Llamar al pasado
Con cierto aire estoico, las cabinas telefónicas que quedan en Quito, resisten el abuso de los grafiteros y la desidia de los transeúntes.
Están ahí, incólumes y estoicas, seduciendo grafiteros y soportando la desidia de la gran mayoría de los transeúntes. Ya casi no se usan, pero alguna vez hubo unas 1200 cabinas telefónicas en Quito. Hoy, parecen objetos de tiempos descolocados, como si algo se hubiese roto en el mecanismo interno del tiempo y las hubiese dejado con su apariencia de artefacto premoderno en medio de una ciudad del siglo XXI.


Fueron puntuales de la vida de los quiteños. En realidad, de buena parte de la humanidad. Las que estaban en los colegios servían para que los niños despistados llamaran a sus madres a decirles que se les quedó el cuaderno de geografía y también el escudo nacional hecho con fideos y escarcha en el que su mamá trabajó hasta las cuatro de la mañana.

Servían para que esa madre lo regañara y le dijera que era la última vez que la llamaba a pedir que le llevara cosas a la escuela. Servían para llamadas furtivas de gente que no podía llegar a casa a dar la noticia. Sirvieron —aunque dicen, sirven aún— para que los espías y contactos, reporteros y fuentes periodísticas delicadas, amantes pudorosos, pudiesen hablar entre sí sin ser descubiertos.

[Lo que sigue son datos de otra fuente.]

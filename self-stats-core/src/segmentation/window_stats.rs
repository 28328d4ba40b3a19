//! Per-window duration, size and activity rate.

use crate::types::{round_to, ActivityWindow, WindowBounds};
use chrono::NaiveDateTime;

/// Window statistics as parallel sequences, ordered like the input windows.
#[derive(Debug, Clone, Default, PartialEq)]
pub struct WindowStats {
    /// Minutes from first to last event, rounded to 3 decimals
    pub durations: Vec<f64>,
    pub start_timestamps: Vec<NaiveDateTime>,
    pub counts: Vec<usize>,
    /// Events per 10 minutes, rounded to 3 decimals
    pub rates_per_10min: Vec<Option<f64>>,
}

impl WindowStats {
    pub fn len(&self) -> usize {
        self.counts.len()
    }

    pub fn is_empty(&self) -> bool {
        self.counts.is_empty()
    }

    /// Zip the statistics back onto their window boundaries.
    ///
    /// # Panics
    ///
    /// Panics if `windows` is not the sequence these stats were computed from.
    pub fn into_windows(self, windows: &[WindowBounds]) -> Vec<ActivityWindow> {
        assert_eq!(windows.len(), self.len(), "window/stat length mismatch");
        windows
            .iter()
            .zip(self.durations)
            .zip(self.start_timestamps)
            .zip(self.counts)
            .zip(self.rates_per_10min)
            .map(
                |((((bounds, duration_minutes), start_timestamp), event_count), rate_per_10min)| {
                    ActivityWindow {
                        start_index: bounds.start_index,
                        end_index: bounds.end_index,
                        start_timestamp,
                        duration_minutes,
                        event_count,
                        rate_per_10min,
                    }
                },
            )
            .collect()
    }
}

/// Events per 10 minutes.
///
/// `None` when the window has no duration, and always `None` for two-event
/// windows: a pair of quick clicks says nothing about a sustained rate and
/// would dominate aggregate rate statistics.
pub fn rate_per_10min(event_count: usize, duration_minutes: f64) -> Option<f64> {
    if event_count == 2 || duration_minutes <= 0.0 {
        return None;
    }
    Some(round_to(10.0 * (event_count as f64 / duration_minutes), 3))
}

/// Statistics for each window over the sorted timestamps.
///
/// # Panics
///
/// Panics if a window index is out of range for `timestamps`.
pub fn compute_window_stats(timestamps: &[NaiveDateTime], windows: &[WindowBounds]) -> WindowStats {
    let mut stats = WindowStats {
        durations: Vec::with_capacity(windows.len()),
        start_timestamps: Vec::with_capacity(windows.len()),
        counts: Vec::with_capacity(windows.len()),
        rates_per_10min: Vec::with_capacity(windows.len()),
    };

    for window in windows {
        let start = timestamps[window.start_index];
        let end = timestamps[window.end_index];
        let millis = end.signed_duration_since(start).num_milliseconds();
        let duration = round_to(millis as f64 / 60_000.0, 3);
        let count = window.len();

        stats.durations.push(duration);
        stats.start_timestamps.push(start);
        stats.counts.push(count);
        stats.rates_per_10min.push(rate_per_10min(count, duration));
    }

    stats
}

A diferencia de otros países, las cabinas en Quito no tenían jaulas de hierro y cristal en las que se podía entrar y hablar y decir lo que uno tuviera que decir sin miedo a ser escuchados por alguien más. Quizá por un desdén local por la privacidad ajena, o quizá porque no debería interesarnos, las cabinas quiteñas eran teléfonos atornillados a las paredes con apenas un vuelo redondo para cubrir el aparato de la lluvia y el sol. Unas funcionaban con monedas que se atrancaban y otras, ya a finales del siglo XX, con tarjetitas magnéticas y una que otra con un chip.

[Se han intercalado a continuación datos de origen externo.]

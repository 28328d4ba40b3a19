//! Pipeline orchestration
//!
//! Sequences the segmentation stages for one record type:
//!
//! ```text
//! sort -> trim leading noise -> derive Weekday/Hour/Date Only
//!      -> gaps + windows -> window stats -> attach gap (+ short-form) columns
//! ```
//!
//! Each stage returns a new [`EventColumnSet`] whose schema includes the
//! columns it added, so there is no shared column list to keep in sync.

use crate::config::{ChangepointConfig, Config, PipelineConfig};
use crate::error::Result;
use crate::segmentation::{
    compute_window_stats, compute_windows, trim_leading_noise, ChangepointDetector,
};
use crate::table::{Column, EventColumnSet, Schema, Table};
use crate::types::{
    ActivityWindow, RecordType, DATE_ONLY_COLUMN, GAP_COLUMN, HOUR_COLUMN, SHORT_FORM_COLUMN,
    WEEKDAY_COLUMN, WINDOW_ACTIONS_COLUMN, WINDOW_DURATION_COLUMN, WINDOW_END_INDEX_COLUMN,
    WINDOW_RATE_COLUMN, WINDOW_START_DATE_COLUMN, WINDOW_START_INDEX_COLUMN,
};
use chrono::Timelike;

/// Result of running the pipeline on one event set.
#[derive(Debug, Clone)]
pub struct PipelineOutput {
    /// Trimmed, sorted events with derived columns appended
    pub events: EventColumnSet,
    /// Activity windows over `events`, in chronological order
    pub windows: Vec<ActivityWindow>,
    /// Minutes since the previous event, parallel to `events`
    pub gaps: Vec<Option<f64>>,
    /// Rows removed as leading noise
    pub rows_trimmed: usize,
}

impl PipelineOutput {
    pub fn record_type(&self) -> RecordType {
        self.events.record_type()
    }

    /// One row per activity window with the fixed metadata column layout.
    pub fn window_table(&self) -> Table {
        window_table(&self.windows)
    }
}

/// Build the window metadata table.
pub fn window_table(windows: &[ActivityWindow]) -> Table {
    let schema = Schema::new([
        WINDOW_START_DATE_COLUMN,
        WINDOW_START_INDEX_COLUMN,
        WINDOW_END_INDEX_COLUMN,
        WINDOW_DURATION_COLUMN,
        WINDOW_ACTIONS_COLUMN,
        WINDOW_RATE_COLUMN,
    ]);
    let columns = vec![
        Column::DateTime(windows.iter().map(|w| w.start_timestamp).collect()),
        Column::Int(windows.iter().map(|w| w.start_index as i64).collect()),
        Column::Int(windows.iter().map(|w| w.end_index as i64).collect()),
        Column::Float(windows.iter().map(|w| Some(w.duration_minutes)).collect()),
        Column::Int(windows.iter().map(|w| w.event_count as i64).collect()),
        Column::Float(windows.iter().map(|w| w.rate_per_10min).collect()),
    ];
    // Columns are built from one slice, so lengths always agree
    Table::new(schema, columns).unwrap_or_else(|e| unreachable!("window table: {e}"))
}

/// Runs trimming, segmentation and enrichment for one record type.
#[derive(Debug, Clone, Default)]
pub struct Pipeline {
    config: PipelineConfig,
    detector: ChangepointDetector,
}

impl Pipeline {
    pub fn new(config: PipelineConfig, changepoint: ChangepointConfig) -> Self {
        Self {
            config,
            detector: ChangepointDetector::new(changepoint),
        }
    }

    pub fn from_config(config: &Config) -> Self {
        Self::new(config.pipeline.clone(), config.changepoint.clone())
    }

    pub fn config(&self) -> &PipelineConfig {
        &self.config
    }

    /// Run every stage on `events`.
    pub fn process(&self, events: EventColumnSet) -> Result<PipelineOutput> {
        let record_type = events.record_type();
        let input_rows = events.len();

        let sorted = events.sorted_by_timestamp();
        let trimmed = if self.config.trim_leading_noise {
            trim_leading_noise(sorted, &self.detector)
        } else {
            sorted
        };
        let rows_trimmed = input_rows - trimmed.len();

        let with_time = derive_time_columns(&trimmed)?;

        let segmentation = compute_windows(trimmed.timestamps(), self.config.interrupt_minutes);
        let windows = compute_window_stats(trimmed.timestamps(), &segmentation.windows)
            .into_windows(&segmentation.windows);

        let mut enriched =
            with_time.with_column(GAP_COLUMN, Column::Float(segmentation.gaps.clone()))?;
        if record_type.flags_short_form() {
            let flags = short_form_flags(&segmentation.gaps, self.config.short_form_minutes);
            enriched = enriched.with_column(SHORT_FORM_COLUMN, Column::Bool(flags))?;
        }

        tracing::info!(
            record_type = %record_type,
            input_rows,
            rows_trimmed,
            rows = enriched.len(),
            windows = windows.len(),
            interrupt_minutes = self.config.interrupt_minutes,
            "Pipeline complete"
        );

        Ok(PipelineOutput {
            events: enriched,
            windows,
            gaps: segmentation.gaps,
            rows_trimmed,
        })
    }
}

/// Run the pipeline on a raw table whose record type is known.
///
/// Fails with [`crate::Error::MalformedInput`] when the `Date` column or the
/// record type's discriminator column is missing from the schema.
pub fn process(table: Table, record_type: RecordType, config: &Config) -> Result<PipelineOutput> {
    let events = EventColumnSet::new(record_type, table)?;
    Pipeline::from_config(config).process(events)
}

/// Append `Weekday`, `Hour` and `Date Only`.
fn derive_time_columns(events: &EventColumnSet) -> Result<EventColumnSet> {
    let timestamps = events.timestamps();
    let weekdays = timestamps.iter().map(|ts| ts.format("%A").to_string()).collect();
    let hours = timestamps.iter().map(|ts| i64::from(ts.hour())).collect();
    let dates = timestamps.iter().map(|ts| ts.date()).collect();

    events
        .with_column(WEEKDAY_COLUMN, Column::Text(weekdays))?
        .with_column(HOUR_COLUMN, Column::Int(hours))?
        .with_column(DATE_ONLY_COLUMN, Column::Date(dates))
}

/// True where the gap to the previous event is known and below `threshold`.
pub fn short_form_flags(gaps: &[Option<f64>], threshold_minutes: f64) -> Vec<bool> {
    gaps.iter()
        .map(|gap| matches!(gap, Some(minutes) if *minutes < threshold_minutes))
        .collect()
}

Con el tiempo, han caído en desuso. Les pasó lo mismo a la plancha de carbón, al farol de queroseno o a la máquina de fax, al beeper a los diskettes a las pianolas. Les ganó en utilidad y favor popular esa cabina telefónica, libreta cámara directorio, y extensión de la vida que llevamos en el bolsillo: el teléfono móvil.

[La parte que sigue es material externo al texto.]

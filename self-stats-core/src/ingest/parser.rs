//! Parser trait abstraction
//!
//! Every export format implements the [`ExportParser`] trait to provide a
//! unified interface for discovering and parsing export files.
//!
//! ## Design Principles
//!
//! 1. **Resilience**: Rows that cannot be parsed are dropped with a warning,
//!    the rest of the file still loads
//! 2. **Typed output**: Parsers emit an [`EventColumnSet`] with parsed
//!    datetimes, never raw date strings
//! 3. **Extensible**: New export formats only require implementing this trait

use crate::error::{Error, Result};
use crate::table::EventColumnSet;
use crate::types::RecordType;
use std::path::{Path, PathBuf};

/// Pattern for discovering export files of one record type.
#[derive(Debug, Clone)]
pub struct SourcePattern {
    /// Glob pattern relative to the input directory (e.g., "MyActivity.json")
    pub pattern: String,
    /// Human-readable description for logging
    pub description: String,
}

/// Result of parsing one export file.
#[derive(Debug)]
pub struct ParseResult {
    /// Parsed events in file order
    pub events: EventColumnSet,
    /// Records read from the file, including dropped ones
    pub records_read: usize,
    /// Warnings encountered during parsing (non-fatal)
    pub warnings: Vec<String>,
}

impl ParseResult {
    /// Number of records dropped during cleaning.
    pub fn records_dropped(&self) -> usize {
        self.records_read - self.events.len()
    }
}

/// On-disk encoding of an export.
///
/// Takeout offers each activity log as either JSON or HTML.
#[derive(Debug, Clone, Copy, PartialEq, Eq, Hash)]
pub enum SourceFormat {
    Json,
    Html,
}

impl SourceFormat {
    pub fn as_str(&self) -> &'static str {
        match self {
            SourceFormat::Json => "json",
            SourceFormat::Html => "html",
        }
    }
}

impl std::fmt::Display for SourceFormat {
    fn fmt(&self, f: &mut std::fmt::Formatter<'_>) -> std::fmt::Result {
        f.write_str(self.as_str())
    }
}

/// A discovered export file.
#[derive(Debug, Clone, PartialEq, Eq)]
pub struct ExportFile {
    pub path: PathBuf,
    pub record_type: RecordType,
    pub format: SourceFormat,
}

/// Trait implemented by all export parsers.
///
/// ## Example
///
/// ```rust,ignore
/// use self_stats_core::ingest::{ExportParser, ParseResult, SourceFormat};
///
/// struct MyParser;
///
/// impl ExportParser for MyParser {
///     fn record_type(&self) -> RecordType { RecordType::Search }
///     fn source_format(&self) -> SourceFormat { SourceFormat::Json }
///     // ... implement other methods
/// }
/// ```
pub trait ExportParser: Send + Sync {
    /// Which record type this parser produces
    fn record_type(&self) -> RecordType;

    /// Which file encoding this parser reads
    fn source_format(&self) -> SourceFormat;

    /// Patterns for discovering export files, relative to the input directory.
    fn source_patterns(&self) -> Vec<SourcePattern>;

    /// Parse an export held in memory.
    ///
    /// ## Error Handling
    ///
    /// - Individual records with unusable timestamps are dropped and reported
    ///   in `ParseResult::warnings`, not returned as errors
    /// - Only a document that is not an export at all returns `Err`
    fn parse_str(&self, content: &str) -> Result<ParseResult>;

    /// Read and parse an export file.
    fn parse(&self, path: &Path) -> Result<ParseResult> {
        let content = std::fs::read_to_string(path)?;
        let result = self.parse_str(&content)?;
        tracing::info!(
            path = %path.display(),
            record_type = %self.record_type(),
            format = %self.source_format(),
            records = result.records_read,
            dropped = result.records_dropped(),
            "Parsed export file"
        );
        Ok(result)
    }

    /// Discover all export files under `dir` matching this parser's patterns.
    ///
    /// Default implementation uses glob patterns from [`Self::source_patterns`].
    fn discover_files(&self, dir: &Path) -> Result<Vec<ExportFile>> {
        let mut files: Vec<ExportFile> = Vec::new();

        for pattern in self.source_patterns() {
            let full_pattern = dir.join(&pattern.pattern);
            let pattern_str = full_pattern.to_string_lossy();

            let entries = glob::glob(&pattern_str).map_err(|e| Error::Parse {
                source_name: self.record_type().to_string(),
                message: format!("Invalid glob pattern: {}", e),
            })?;

            for path in entries.flatten() {
                if path.is_file() && !files.iter().any(|f| f.path == path) {
                    tracing::debug!(path = %path.display(), pattern = %pattern.description, "Found export");
                    files.push(ExportFile {
                        path,
                        record_type: self.record_type(),
                        format: self.source_format(),
                    });
                }
            }
        }

        Ok(files)
    }
}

Aún así, muchas funcionan. Alzar el auricular y encontrar que aún dan tono, que si se mete una moneda en otro, se puede marcar, es un regalito inesperado, una amable sorpresa. Ver a alguien usar la cabina, buscando números en su libretita de papel, nos hace dudar si hemos viajado en el tiempo, o si aquel hombre que se encorva sobre el hombro izquierdo no estará haciendo una llamada al pasado: quizá a un tiempo donde era amado, y donde sus errores no le costaban que el número al que marcó solo sonase y nadie, jamás, atendiera. Y verlo, es un gesto que devuelve la esperanza: uno siente unas ganas súbitas de tener a quién llamar y que le conteste y le diga “¿Sí, aló? Estoy aquí”.